# roadway lighting- area and perimeter lighting



## RDC/BHS

Hay alguien que sabe si esta frase tiene sentido?  Querría distinguir entre iluminación para áreas o espacio en general, como la de parques, aparcamientos, perímetros, etc... y la de las calles, autovias, carreteras, etc...

En ingles decimos "roadway lighting" y "area and perimiter lighting"

Es importante distinguir entre los dos porque "roadway lighting" tiene requisitos de seguridad específicos.

Gracias por cualquier ayuda


----------



## RDC/BHS

To anybody with knowledge specific to the lighting industry - 

I would very much like to distinguish between "roadway lighting" and "area and perimeter lighting" in the Spanish language. All I am able to find is "alumbrado publico" or "iluminación publica."

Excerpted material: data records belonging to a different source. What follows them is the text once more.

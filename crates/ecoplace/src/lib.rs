#![doc = include_str!("../README.md")]

pub mod common;
pub mod config;
pub mod crossover;
pub mod diagnostics;
pub mod error;
pub mod experiment;
pub mod genetic;
pub mod mutation;
pub mod population;
pub mod request;
pub mod resource;
pub mod resource_pool;
pub mod run_stats;
pub mod selection;
pub mod solution;
pub mod vm;
//! Allocator configuration.

use std::path::Path;

use serde::de::DeserializeOwned;
use serde::{Deserialize, Serialize};

use crate::error::{Error, Result};

/// Holds raw allocator config parsed from YAML file.
#[derive(Debug, PartialEq, Serialize, Deserialize, Clone, Default)]
struct RawAllocatorConfig {
    pub seed: Option<u64>,
    pub crossover_attempts: Option<usize>,
    pub mutation_attempts: Option<usize>,
    pub diagnostics_dir: Option<String>,
}

/// Represents allocator configuration.
#[derive(Debug, PartialEq, Serialize, Deserialize, Clone)]
pub struct AllocatorConfig {
    /// Seed of the random number generator driving the search.
    pub seed: u64,
    /// Number of attempts to produce a valid child before crossover falls back to the best parent.
    pub crossover_attempts: usize,
    /// Number of attempts to produce a valid mutant before mutation returns the child unchanged.
    pub mutation_attempts: usize,
    /// Directory for diagnostic artifacts (none are written if not set).
    pub diagnostics_dir: Option<String>,
}

impl Default for AllocatorConfig {
    fn default() -> Self {
        Self::from_raw(RawAllocatorConfig::default())
    }
}

impl AllocatorConfig {
    /// Creates allocator config by reading parameter values from YAML file
    /// (uses default values if some parameters are absent).
    pub fn from_file(file_name: &str) -> Result<Self> {
        let raw: RawAllocatorConfig = read_structured(file_name)?;
        Ok(Self::from_raw(raw))
    }

    fn from_raw(raw: RawAllocatorConfig) -> Self {
        Self {
            seed: raw.seed.unwrap_or(123),
            crossover_attempts: raw.crossover_attempts.unwrap_or(5),
            mutation_attempts: raw.mutation_attempts.unwrap_or(11),
            diagnostics_dir: raw.diagnostics_dir,
        }
    }

    /// Returns the same config with another seed.
    pub fn with_seed(mut self, seed: u64) -> Self {
        self.seed = seed;
        self
    }
}

/// Reads and deserializes a file, which is parsed as JSON if it has `.json` extension and as YAML otherwise.
pub(crate) fn read_structured<T: DeserializeOwned>(file_name: &str) -> Result<T> {
    let content = std::fs::read_to_string(file_name).map_err(|e| Error::io(file_name, e))?;
    let is_json = Path::new(file_name)
        .extension()
        .map_or(false, |ext| ext.eq_ignore_ascii_case("json"));
    if is_json {
        Ok(serde_json::from_str(&content)?)
    } else {
        Ok(serde_yaml::from_str(&content)?)
    }
}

However, as I need to translate the two ideas separately i would like to know what is the best way to say each term in Spanish.

Big thanks in advance for whoever can help me out.


----------



## Titi Hilda

Hi RDC:  I am not a lighting specialist.  I found a website in the Spanish pages, it is about lighting training.  They give you the different types.

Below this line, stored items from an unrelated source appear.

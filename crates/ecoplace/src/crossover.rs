//! Crossover operator.

use log::debug;
use rand::seq::IteratorRandom;
use rand::Rng;

use crate::solution::{PlacementProblem, Solution};

/// Produces a child which takes all allocations of `parent1` except one VM, whose allocation is taken from
/// `parent2`.
///
/// The swapped VM is drawn again on each of at most `max_attempts` attempts until the child is valid. If no
/// valid child is found, a copy of the parent with the lower fitness is returned (`parent2` on ties), so the
/// result is valid whenever both parents are.
pub fn crossover<R: Rng>(
    problem: &PlacementProblem,
    parent1: &Solution,
    parent2: &Solution,
    max_attempts: usize,
    rng: &mut R,
) -> Solution {
    for _ in 0..max_attempts {
        let Some(vm) = parent1.allocation.keys().choose(rng) else {
            break;
        };
        let Some(donor) = parent2.allocation.get(vm) else {
            continue;
        };

        let mut allocation = parent1.allocation.clone();
        allocation.insert(vm.clone(), *donor);
        let child = Solution::new(allocation);
        if child.is_valid(problem) {
            return child;
        }
    }

    debug!("crossover failed after {} attempts, falling back to the best parent", max_attempts);
    let best_parent = if parent1.fitness < parent2.fitness {
        parent1
    } else {
        parent2
    };
    Solution::new(best_parent.allocation.clone())
}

www.oxytech.it/download/CORSO_LTS_ES.pdf 

roadway lighting:  iluminación para carreteras  (Actually for roads and tunnels.)

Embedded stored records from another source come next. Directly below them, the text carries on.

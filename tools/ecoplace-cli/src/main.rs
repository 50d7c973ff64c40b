use std::process::ExitCode;
use std::time::Instant;

use clap::Parser;
use log::{error, info};

use ecoplace::config::AllocatorConfig;
use ecoplace::error::Result;
use ecoplace::experiment::Experiment;
use ecoplace::genetic::genetic_algorithm;
use ecoplace::request::{validate_resources, PredictRequest};
use ecoplace::resource::load_resources;
use ecoplace::solution::AllocationResponse;

fn init_logger() {
    use env_logger::Builder;
    use std::io::Write;
    Builder::from_default_env()
        .format(|buf, record| writeln!(buf, "{}", record.args()))
        .init();
}

#[derive(Parser, Debug)]
#[command(about, long_about = None)]
/// Computes energy-aware placement of VMs onto resources with a genetic algorithm
struct Args {
    /// Path to YAML or JSON file with resource roster
    #[arg(short, long)]
    resources: String,

    /// Path to YAML or JSON file with allocation request
    #[arg(short = 'q', long)]
    request: String,

    /// Path to YAML file with allocator configuration
    #[arg(short, long)]
    config: Option<String>,

    /// Random seed (overrides config)
    #[arg(short, long)]
    seed: Option<u64>,

    /// Directory for diagnostic CSV files (overrides config)
    #[arg(short, long)]
    diagnostics_dir: Option<String>,

    /// Number of independent runs, the best result is reported
    #[arg(long, default_value_t = 1)]
    runs: usize,

    /// Number of threads used for multiple runs
    #[arg(short, long, default_value_t = 1)]
    threads: usize,

    /// Path to produced JSON file with results of all runs
    #[arg(short, long)]
    output: Option<String>,
}

fn run(args: Args) -> Result<AllocationResponse> {
    let resources = load_resources(&args.resources)?;
    validate_resources(&resources)?;
    let request = PredictRequest::from_file(&args.request)?;
    request.validate()?;

    let mut config = match &args.config {
        Some(path) => AllocatorConfig::from_file(path)?,
        None => AllocatorConfig::default(),
    };
    if let Some(seed) = args.seed {
        config.seed = seed;
    }
    if args.diagnostics_dir.is_some() {
        config.diagnostics_dir = args.diagnostics_dir.clone();
    }

    if args.runs <= 1 && args.output.is_none() {
        return Ok(genetic_algorithm(&request, &resources, config)?.to_response());
    }

    let result = Experiment::new(request, resources, config, args.runs).run(args.threads)?;
    for run in &result.runs {
        info!(
            "Run {} (seed {}): {} watts ({} in generation 0)",
            run.run_id, run.seed, run.energy_consumption, run.initial_best
        );
    }
    if let Some(path) = &args.output {
        result.save(path)?;
    }
    Ok(result.best)
}

fn main() -> ExitCode {
    init_logger();

    let args = Args::parse();
    let start = Instant::now();

    match run(args) {
        Ok(response) => match serde_json::to_string_pretty(&response) {
            Ok(json) => {
                println!("{}", json);
                info!("Allocation computed in {:.2?}", start.elapsed());
                ExitCode::SUCCESS
            }
            Err(e) => {
                error!("{}", e);
                ExitCode::FAILURE
            }
        },
        Err(e) => {
            error!("{}", e);
            ExitCode::FAILURE
        }
    }
}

Area and perimeter lighting:  Iluminación de exteriores (General and Sports facilities)


----------



## RDC/BHS

Thank you so much, has sido muchísima ayuda


----------



## Titi Hilda

You are quite welcome!


----------



## Rodelu

"Iluminación vial" suena muy bien para "roadway lighting", la distingue de "alumbrado público"


----------



## Chris K

Another possibility is _iluminación viaria_.


----------



## 0scar

Mejor es ser específico y decir  _iluminación de caminos_.
Por lo que encontré en Google vial quiere decir vía pública,e incluye caminos, calles,aceras, parques, etc.


----------



## RDC/BHS

gracias a todos. estos foros son magnificos


----------



## poliflys

roadway refers to iluminación de vialidades and area and perimeter lighting could be like alumbrado público en áreas generales o áreas exteriores


----------